Haver has also worked with a number of well-known New Zealand artists. He has produced songs for The Feelers, Opshop, Kimbra and Goodnight Nurse.

==Career==
During Haver's early years as a musician, he worked with the Welsh band, Waterfront, in the late 1980s. He was the band's musical director and drummer, playing on their top 10 US single, Cry. In 1989, he was the drummer on Corey Hart's album, Young Man Running. After recording the album, he also toured with Hart in Canada, Japan and the Philippines. Haver's first notable engineering and writing work, came on the fifth Manic Street Preachers album, released in 1998. The album was titled, This Is My Truth Tell Me Yours. The album debuted at number 1 in the UK Album Chart, selling 136,000 copies, going Gold in the first week.

He teamed up with The Simpsons creator, Matt Groening in 1992 to create a second musical album for the animated series. The Yellow Album is a play on The Beatles' album of a similar name, which was finally released in 1998. Haver was credited for the writing and production of the track, "The Ten Commandments of Bart." Haver also was an engineer for Catatonia's album release in 1998. The Welsh band was hugely successful with the album, receiving a Mercury Award nomination. A year later, he was a session drummer on Tom Jones' Reload album. During this period, he also worked on two Super Furry Animals albums, Mwng and Out Spaced. With Huw Stephens from Radio 1, Haver founded the Cardiff-based record label Boobytrap Records in 2000.

Haver produced songs on the 2001 album by the Manic Street Preachers, which was titled Know Your Enemy. The album was the UK band's sixth release, with their last album coming three years prior in 1998. The album was a huge commercial success in the United Kingdom, reaching number two in March of that year. It remained in the charts for a period of sixteen weeks, selling over 100,000 copies in total throughout 2001. It received a gold certification from the British Phonographic Industry for the number of copies sold. Haver worked on a number of the album's tracks, including Freedom of Speech Won't Feed My Children and Royal Correspondent. He also produced a two-track EP for Bullet for My Valentine in 2002.

In 2002, Haver teamed up with Richard Parfitt, the ex-60 Ft. Dolls front man. The album was titled Highlights in Slow Motion and received positive reviews, albeit struggling to reach the top of the charts in terms of sales. A year later, Haver teamed up with the New Zealand rock band, The Feelers. The album was a big success, securing two number one singles in the country with the hits Larger Than Life and The Fear, from Playground Battle. Haver toured with the Manic Street Preachers in 2003 as a percussionist, following the release of their greatest hits album, Forever Delayed. During the same period, he also helped launch the career of Amy Wadge, now known as a regularly co-writer of Ed Sheeran's music. In 2002, Haver heard Wadge playing in Cardiff and recorded and released her debut album, The Famous Hour.

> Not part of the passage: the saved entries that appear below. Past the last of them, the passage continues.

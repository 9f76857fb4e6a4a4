use rand::seq::SliceRandom;
use rand::Rng;

use crate::error::{Result, WordBattleError};
use crate::model::UserRecord;

/// Maximum rating gap (exclusive) between a requester and an eligible opponent.
pub const RATING_WINDOW: f64 = 200.0;

/// Candidates from `pool` the requester may be paired with.
pub fn eligible_opponents<'a>(
    requester: &UserRecord,
    pool: &'a [UserRecord],
    window: f64,
) -> Vec<&'a UserRecord> {
    let partition = requester.partition();
    pool.iter()
        .filter(|u| u.id != requester.id)
        .filter(|u| partition.contains(u))
        .filter(|u| (requester.rating - u.rating).abs() < window)
        .collect()
}

/// Uniformly random opponent from the eligible set.
///
/// The window is never widened; an empty set is surfaced as `NoOpponentAvailable`.
pub fn select_opponent<R: Rng + ?Sized>(
    requester: &UserRecord,
    pool: &[UserRecord],
    window: f64,
    rng: &mut R,
) -> Result<UserRecord> {
    eligible_opponents(requester, pool, window)
        .choose(rng)
        .map(|u| (*u).clone())
        .ok_or(WordBattleError::NoOpponentAvailable)
}

#[cfg(test)]
mod tests {
    use super::*;
    use rand::rngs::StdRng;
    use rand::SeedableRng;
    use std::collections::HashSet;

    fn user(name: &str, rating: f64, board: Option<&str>) -> UserRecord {
        let mut u = UserRecord::new(name.into(), format!("{}-word", name), board.map(String::from));
        u.rating = rating;
        u
    }

    #[test]
    fn never_returns_requester_or_out_of_window() {
        let me = user("me", 1000.0, None);
        let pool = vec![
            me.clone(),
            user("near", 1150.0, None),
            user("low", 850.5, None),
            user("edge", 1200.0, None),
            user("far", 1400.0, None),
            user("other-board", 1000.0, Some("chess")),
        ];
        let mut rng = StdRng::seed_from_u64(7);
        for _ in 0..200 {
            let pick = select_opponent(&me, &pool, RATING_WINDOW, &mut rng).unwrap();
            assert_ne!(pick.id, me.id);
            assert!((pick.rating - me.rating).abs() < RATING_WINDOW);
            assert!(pick.leaderboard.is_none());
        }
    }

    #[test]
    fn selection_covers_all_eligible() {
        let me = user("me", 1000.0, Some("b"));
        let pool = vec![
            user("a", 1010.0, Some("b")),
            user("b", 990.0, Some("b")),
            user("c", 1100.0, Some("b")),
        ];
        let mut rng = StdRng::seed_from_u64(42);
        let seen: HashSet<_> = (0..300)
            .map(|_| select_opponent(&me, &pool, RATING_WINDOW, &mut rng).unwrap().username)
            .collect();
        assert_eq!(seen.len(), 3);
    }

    #[test]
    fn empty_pool_is_an_error() {
        let me = user("me", 1000.0, None);
        let mut rng = StdRng::seed_from_u64(1);
        let err = select_opponent(&me, &[me.clone()], RATING_WINDOW, &mut rng).unwrap_err();
        assert!(matches!(err, WordBattleError::NoOpponentAvailable));

        let far = vec![user("far", 2000.0, None)];
        assert!(select_opponent(&me, &far, RATING_WINDOW, &mut rng).is_err());
    }
}
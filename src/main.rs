use std::net::SocketAddr;
use std::path::PathBuf;
use std::process::ExitCode;
use std::sync::Arc;
use std::time::Duration;

use clap::Parser;
use tracing::error;
use tracing_subscriber::EnvFilter;
use wordbattle::config::GameSettings;
use wordbattle::db::WordBattleDb;
use wordbattle::game::{GameContext, Oracles, Stores};
use wordbattle::llm::{LlmConfig, OpenAiClient};
use wordbattle::manager::{self, SystemProfile};
use wordbattle::server::WordBattleServer;

#[derive(Parser, Clone, Debug)]
#[clap(author, version, about = "Word battle matchmaking server", long_about = None)]
struct Args {
    #[clap(long, default_value = "127.0.0.1:8080")]
    addr: SocketAddr,

    /// Segment file holding users, embeddings and battles.
    #[clap(long, default_value = "wordbattle.dat")]
    data: PathBuf,

    #[clap(long, env = "OPENAI_API_KEY", hide_env_values = true)]
    api_key: String,

    #[clap(long, env = "OPENAI_API_BASE", default_value = "https://api.openai.com/v1")]
    api_base: String,

    #[clap(long, default_value = "gpt-4o-mini")]
    chat_model: String,

    #[clap(long, default_value = "text-embedding-3-large")]
    embedding_model: String,

    /// Redundant injection checks per registration.
    #[clap(long, default_value = "2")]
    injection_votes: usize,

    /// Per-call timeout for the oracle HTTP client.
    #[clap(long, default_value = "30")]
    timeout_secs: u64,

    /// Seconds between background compactions; 0 disables them.
    #[clap(long, default_value = "600")]
    compact_interval_secs: u64,
}

fn main() -> ExitCode {
    if std::env::var("RUST_LOG").is_err() {
        std::env::set_var("RUST_LOG", "info,wordbattle=info");
    }
    tracing_subscriber::fmt()
    .with_env_filter(EnvFilter::from_default_env())
    .with_target(false)
    .with_level(true)
    .init();

    let args = Args::parse();
    let profile = SystemProfile::detect();

    println!("--- [Word Battle] ---");
    println!("Detected Cores: {}", profile.logical_cores);
    println!("Worker Threads: {}", profile.worker_threads);
    println!("Durability Mode: {}", if profile.strict_durability { "Strict (Fsync)" } else { "High Throughput (Async)" });
    println!("---------------------");

    let runtime = match tokio::runtime::Builder::new_multi_thread()
    .worker_threads(profile.worker_threads)
    .enable_all()
    .build()
    {
        Ok(rt) => rt,
        Err(e) => {
            error!(error = %e, "failed to start runtime");
            return ExitCode::FAILURE;
        }
    };

    match runtime.block_on(async_main(args, profile)) {
        Ok(()) => ExitCode::SUCCESS,
        Err(e) => {
            error!(error = %e, "server stopped");
            ExitCode::FAILURE
        }
    }
}

async fn async_main(args: Args, profile: SystemProfile) -> wordbattle::Result<()> {
    let db = Arc::new(WordBattleDb::open(&args.data, profile.strict_durability)?);
    if args.compact_interval_secs > 0 {
        manager::start_compaction_thread(db.clone(), Duration::from_secs(args.compact_interval_secs));
    }

    let client = Arc::new(OpenAiClient::new(LlmConfig {
        api_base: args.api_base,
        api_key: args.api_key,
        chat_model: args.chat_model,
        embedding_model: args.embedding_model,
        timeout_secs: args.timeout_secs,
    })?);

    let settings = GameSettings { injection_votes: args.injection_votes, ..GameSettings::default() };
    let ctx = Arc::new(GameContext::new(Stores::from_db(db), Oracles::shared(client), settings)?);

    let server = WordBattleServer::new(ctx);
    let addr = args.addr;
    tokio::spawn(async move {
        server.run(addr).await;
    });
    println!("Word Battle API listening on {}", addr);

    tokio::signal::ctrl_c().await?;
    println!("Shutting down.");
    Ok(())
}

Haver again worked with on the Manic Street Preachers' seventh studio album in 2004. The album was titled Lifeblood and had two singles which narrowly missed out on becoming number one singles. The album itself peaked at number 13 in the UK Album Chart. Lifeblood was preceded by the single The Love of Richard Nixon. During the mid-week chart the single was in number 1 position, but dropped and charted in the second position on the UK singles chart. The album by the end of 2004 had gone Silver. The second and final single from the album was Empty Souls. It was released on 10 January 2005, reaching number 2 in the charts.

Later that year he worked on the production for 48May's album, The Mad Love. The album was well received in its native New Zealand, where it reached 19th in the official charts. The album continued to sell well after reaching its peak, securing a gold accreditation in New Zealand.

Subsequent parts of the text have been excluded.